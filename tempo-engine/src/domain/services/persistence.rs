//! Typed persistence façade over the raw key-value store.
//!
//! Knows the recognized keys and their schemas; everything above it works
//! with domain types only. Corrupt stored values degrade to defaults with a
//! warning so one bad key cannot brick the whole dataset; an I/O failure is
//! a real `Storage` error.

use std::collections::HashMap;

use serde::de::DeserializeOwned;
use serde::Serialize;
use serde_json::Value;
use tempo_store::KeyValueStore;

use crate::domain::models::{Project, SortMode, Task, TaskFilter, TaskId, TimerSnapshot};
use crate::domain::TrackerError;

pub(crate) mod keys {
    pub const TASKS: &str = "tasks";
    pub const PROJECTS: &str = "projects";
    pub const RUNNING_TIMERS: &str = "runningTimers";
    pub const SORT_MODE: &str = "sortMode";
    pub const FILTERS: &str = "filters";
}

#[derive(Debug, Default)]
pub(crate) struct PersistedState {
    pub tasks: Vec<Task>,
    pub projects: Vec<Project>,
    pub running_timers: HashMap<TaskId, TimerSnapshot>,
    pub sort_mode: SortMode,
    pub filter: TaskFilter,
}

pub(crate) struct StoreFacade<S> {
    store: S,
}

impl<S: KeyValueStore> StoreFacade<S> {
    pub fn new(store: S) -> Self {
        Self { store }
    }

    pub async fn load_state(&self) -> Result<PersistedState, TrackerError> {
        let mut values = self
            .store
            .load(&[
                keys::TASKS,
                keys::PROJECTS,
                keys::RUNNING_TIMERS,
                keys::SORT_MODE,
                keys::FILTERS,
            ])
            .await?;

        Ok(PersistedState {
            tasks: decode_or_default(values.remove(keys::TASKS), keys::TASKS),
            projects: decode_or_default(values.remove(keys::PROJECTS), keys::PROJECTS),
            running_timers: decode_or_default(
                values.remove(keys::RUNNING_TIMERS),
                keys::RUNNING_TIMERS,
            ),
            sort_mode: decode_or_default(values.remove(keys::SORT_MODE), keys::SORT_MODE),
            filter: decode_or_default(values.remove(keys::FILTERS), keys::FILTERS),
        })
    }

    pub async fn save_tasks(&self, tasks: &[Task]) -> Result<(), TrackerError> {
        self.save(vec![(keys::TASKS, encode(&tasks)?)]).await
    }

    pub async fn save_projects(&self, projects: &[Project]) -> Result<(), TrackerError> {
        self.save(vec![(keys::PROJECTS, encode(&projects)?)]).await
    }

    pub async fn save_timers(
        &self,
        timers: &HashMap<TaskId, TimerSnapshot>,
    ) -> Result<(), TrackerError> {
        self.save(vec![(keys::RUNNING_TIMERS, encode(timers)?)]).await
    }

    /// Stop/delete paths touch both the task list and the snapshot; one
    /// batched save keeps them from diverging on a mid-write crash.
    pub async fn save_tasks_and_timers(
        &self,
        tasks: &[Task],
        timers: &HashMap<TaskId, TimerSnapshot>,
    ) -> Result<(), TrackerError> {
        self.save(vec![
            (keys::TASKS, encode(&tasks)?),
            (keys::RUNNING_TIMERS, encode(timers)?),
        ])
        .await
    }

    pub async fn save_collections(
        &self,
        tasks: &[Task],
        projects: &[Project],
        timers: &HashMap<TaskId, TimerSnapshot>,
    ) -> Result<(), TrackerError> {
        self.save(vec![
            (keys::TASKS, encode(&tasks)?),
            (keys::PROJECTS, encode(&projects)?),
            (keys::RUNNING_TIMERS, encode(timers)?),
        ])
        .await
    }

    pub async fn save_sort_mode(&self, mode: SortMode) -> Result<(), TrackerError> {
        self.save(vec![(keys::SORT_MODE, encode(&mode)?)]).await
    }

    pub async fn save_filter(&self, filter: &TaskFilter) -> Result<(), TrackerError> {
        self.save(vec![(keys::FILTERS, encode(filter)?)]).await
    }

    async fn save(&self, entries: Vec<(&str, Value)>) -> Result<(), TrackerError> {
        let entries: HashMap<String, Value> = entries
            .into_iter()
            .map(|(key, value)| (key.to_string(), value))
            .collect();
        if let Err(err) = self.store.save(entries).await {
            tracing::error!(%err, "save failed; in-memory state retained, caller may retry");
            return Err(err.into());
        }
        Ok(())
    }
}

fn encode<T: Serialize>(value: &T) -> Result<Value, TrackerError> {
    serde_json::to_value(value).map_err(|err| TrackerError::Storage(err.into()))
}

fn decode_or_default<T: DeserializeOwned + Default>(value: Option<Value>, key: &str) -> T {
    match value {
        None => T::default(),
        Some(value) => match serde_json::from_value(value) {
            Ok(decoded) => decoded,
            Err(err) => {
                tracing::warn!(key, %err, "corrupt stored value replaced with default");
                T::default()
            }
        },
    }
}

#[cfg(test)]
mod tests {
    use super::*;
    use serde_json::json;
    use tempo_store::MemoryStore;

    #[tokio::test]
    async fn missing_keys_load_as_defaults() {
        let facade = StoreFacade::new(MemoryStore::new());

        let state = facade.load_state().await.unwrap();

        assert!(state.tasks.is_empty());
        assert!(state.projects.is_empty());
        assert!(state.running_timers.is_empty());
        assert_eq!(state.sort_mode, SortMode::CreatedDesc);
        assert!(state.filter.is_empty());
    }

    #[tokio::test]
    async fn corrupt_values_degrade_to_defaults() {
        let store = MemoryStore::new()
            .with_entry(keys::TASKS, json!("definitely not a task list"))
            .with_entry(keys::SORT_MODE, json!("by_vibes"));
        let facade = StoreFacade::new(store);

        let state = facade.load_state().await.unwrap();

        assert!(state.tasks.is_empty());
        assert_eq!(state.sort_mode, SortMode::CreatedDesc);
    }

    #[tokio::test]
    async fn sort_mode_round_trips_as_plain_string() {
        let store = MemoryStore::new();
        let facade = StoreFacade::new(store.clone());

        facade.save_sort_mode(SortMode::TitleAsc).await.unwrap();

        assert_eq!(store.get(keys::SORT_MODE), Some(json!("title_asc")));
        let state = facade.load_state().await.unwrap();
        assert_eq!(state.sort_mode, SortMode::TitleAsc);
    }
}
......
● **Task objective**
Each line with "encode" in it must be identified and copied from the material.

● **Written reply**
        self.save(vec![(keys::TASKS, encode(&tasks)?)]).await
        self.save(vec![(keys::PROJECTS, encode(&projects)?)]).await
        self.save(vec![(keys::RUNNING_TIMERS, encode(timers)?)]).await
            (keys::TASKS, encode(&tasks)?),
            (keys::RUNNING_TIMERS, encode(timers)?),
            (keys::TASKS, encode(&tasks)?),
            (keys::PROJECTS, encode(&projects)?),
            (keys::RUNNING_TIMERS, encode(timers)?),
        self.save(vec![(keys::SORT_MODE, encode(&mode)?)]).await
        self.save(vec![(keys::FILTERS, encode(filter)?)]).await
fn encode<T: Serialize>(value: &T) -> Result<Value, TrackerError> {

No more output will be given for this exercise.